Rough sketch 1) Read CAR snapshots into a badger database so we can do random reads 2) Use / implement function for count size of subgraph 3) Traverse chain, count bytes of headers, count bytes of messages 4) When counting bytes of state tree traverse all actors in the same way as #9793. I'll start by doing this with market actor, others I'll just count at the top level. a) Track every cid in a big set, if already seen don't traverse and count state size b) If this is too much memory revisit and do something less simple, probably a badger datastore for the CID set.
Take a look at this: https://pkg.go.dev/github.com/ipld/go-car/v2#Reader.Inspect
It may deliver some useful top-level insights.
@ZenGround0 im curious about
total bytes in messages, headers, state trees
what do you mean by headers here?
more concretely, id like to have this tooling be able to tell me how big each field.
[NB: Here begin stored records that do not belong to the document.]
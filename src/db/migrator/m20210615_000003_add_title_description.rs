use sea_orm_migration::prelude::*;

#[derive(DeriveMigrationName)]
pub struct Migration;

#[async_trait::async_trait]
impl MigrationTrait for Migration {
    async fn up(&self, manager: &SchemaManager) -> Result<(), DbErr> {
        if !manager.has_column("titles", "description").await? {
            manager
                .alter_table(
                    Table::alter()
                        .table(Titles::Table)
                        .add_column(ColumnDef::new(Titles::Description).text().null())
                        .to_owned(),
                )
                .await?;
        }

        Ok(())
    }

    async fn down(&self, manager: &SchemaManager) -> Result<(), DbErr> {
        manager
            .alter_table(
                Table::alter()
                    .table(Titles::Table)
                    .drop_column(Titles::Description)
                    .to_owned(),
            )
            .await
    }
}

#[derive(DeriveIden)]
enum Titles {
    Table,
    Description,
}
//! Category and genre endpoints.
//!
//! Both taxonomies share the `{name, slug}` shape and are addressed by slug.

use axum::{
    Json,
    extract::{Path, State},
    http::StatusCode,
};
use std::sync::Arc;

use super::validation::{ApiJson, validate_slug_param};
use super::{ApiError, ApiResponse, AppState, CategoryDto, GenreDto, TaxonomyRequest};
use crate::services::CatalogError;

impl From<CatalogError> for ApiError {
    fn from(err: CatalogError) -> Self {
        match err {
            CatalogError::Validation(fields) => Self::InvalidFields(fields),
            CatalogError::NotFound(what) => Self::NotFound(format!("{what} not found")),
            CatalogError::Conflict(msg) => Self::Conflict(msg),
            CatalogError::Database(msg) => Self::DatabaseError(msg),
        }
    }
}

/// `GET /api/categories`
pub async fn list_categories(
    State(state): State<Arc<AppState>>,
) -> Result<Json<ApiResponse<Vec<CategoryDto>>>, ApiError> {
    let categories = state.catalog_service().list_categories().await?;
    Ok(Json(ApiResponse::success(categories)))
}

/// `POST /api/categories`
///
/// # Errors
/// 400 with `fields` for an invalid payload, 409 if the slug is taken.
pub async fn create_category(
    State(state): State<Arc<AppState>>,
    ApiJson(payload): ApiJson<TaxonomyRequest>,
) -> Result<(StatusCode, Json<ApiResponse<CategoryDto>>), ApiError> {
    let category = state.catalog_service().create_category(payload).await?;
    Ok((StatusCode::CREATED, Json(ApiResponse::success(category))))
}

/// `DELETE /api/categories/{slug}`
///
/// Titles in the category are kept with their category cleared.
pub async fn delete_category(
    State(state): State<Arc<AppState>>,
    Path(slug): Path<String>,
) -> Result<StatusCode, ApiError> {
    let slug = validate_slug_param(&slug)?;
    state.catalog_service().delete_category(slug).await?;
    Ok(StatusCode::NO_CONTENT)
}

/// `GET /api/genres`
pub async fn list_genres(
    State(state): State<Arc<AppState>>,
) -> Result<Json<ApiResponse<Vec<GenreDto>>>, ApiError> {
    let genres = state.catalog_service().list_genres().await?;
    Ok(Json(ApiResponse::success(genres)))
}

/// `POST /api/genres`
pub async fn create_genre(
    State(state): State<Arc<AppState>>,
    ApiJson(payload): ApiJson<TaxonomyRequest>,
) -> Result<(StatusCode, Json<ApiResponse<GenreDto>>), ApiError> {
    let genre = state.catalog_service().create_genre(payload).await?;
    Ok((StatusCode::CREATED, Json(ApiResponse::success(genre))))
}

/// `DELETE /api/genres/{slug}`
pub async fn delete_genre(
    State(state): State<Arc<AppState>>,
    Path(slug): Path<String>,
) -> Result<StatusCode, ApiError> {
    let slug = validate_slug_param(&slug)?;
    state.catalog_service().delete_genre(slug).await?;
    Ok(StatusCode::NO_CONTENT)
}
For example, the total size of sectors
in miner actors.We can then get the number of sectors we have & how much each filed of sectoronchaininfo is contributing to it. With this, we will have more visibility into the impact on work like https://github.com/filecoin-project/FIPs/discussions/546 before spending time on it
End goals:
TODO: Split into separate issues for building the tools and answering the nv19 enigma, vs. setting up infra (which will be a broader task).
Idea: It'd be nice, but lowest priority, if this tooling or the tooling in
TODO: Split into separate issues for building the tools and answering the nv19 enigma, vs. setting up infra (which will be a broader task).
@snissn, base on today's feedback - moved the deployment from #10981 to here. Can you add the deployment
recipe?
@jennijuju can you confirm the requirement for the deployment? I don't see it on the referenced ticket. I understand it to be something like this:
I think that we need to do more work to coordinate on more details of how that should look. Some quick questions off the top of my head:
Are there outputs that go into grafana? Is there a web dashboard to view the latest tree graph? Is there a threshold that triggers an alert and where does that alert go? Is the server hosted on aws? Does lotus have a centralized monitoring system that can detect if this node goes down?
can you confirm the requirement for the deployment?
That's what I'm asking you!
deploy a tool that monitors the state data usage of the Filecoin data via analysis over an exported snapshot
lgtm as a one-liner.
Some quick questions off the top of my head:
I think the ask is for you to come up with the initial proposal then we can review tgt
Does lotus have a centralized monitoring system that can detect if this node goes down?
so for this one, maybe simply say, we can manually run the script and have data reported to [ ] & build a view?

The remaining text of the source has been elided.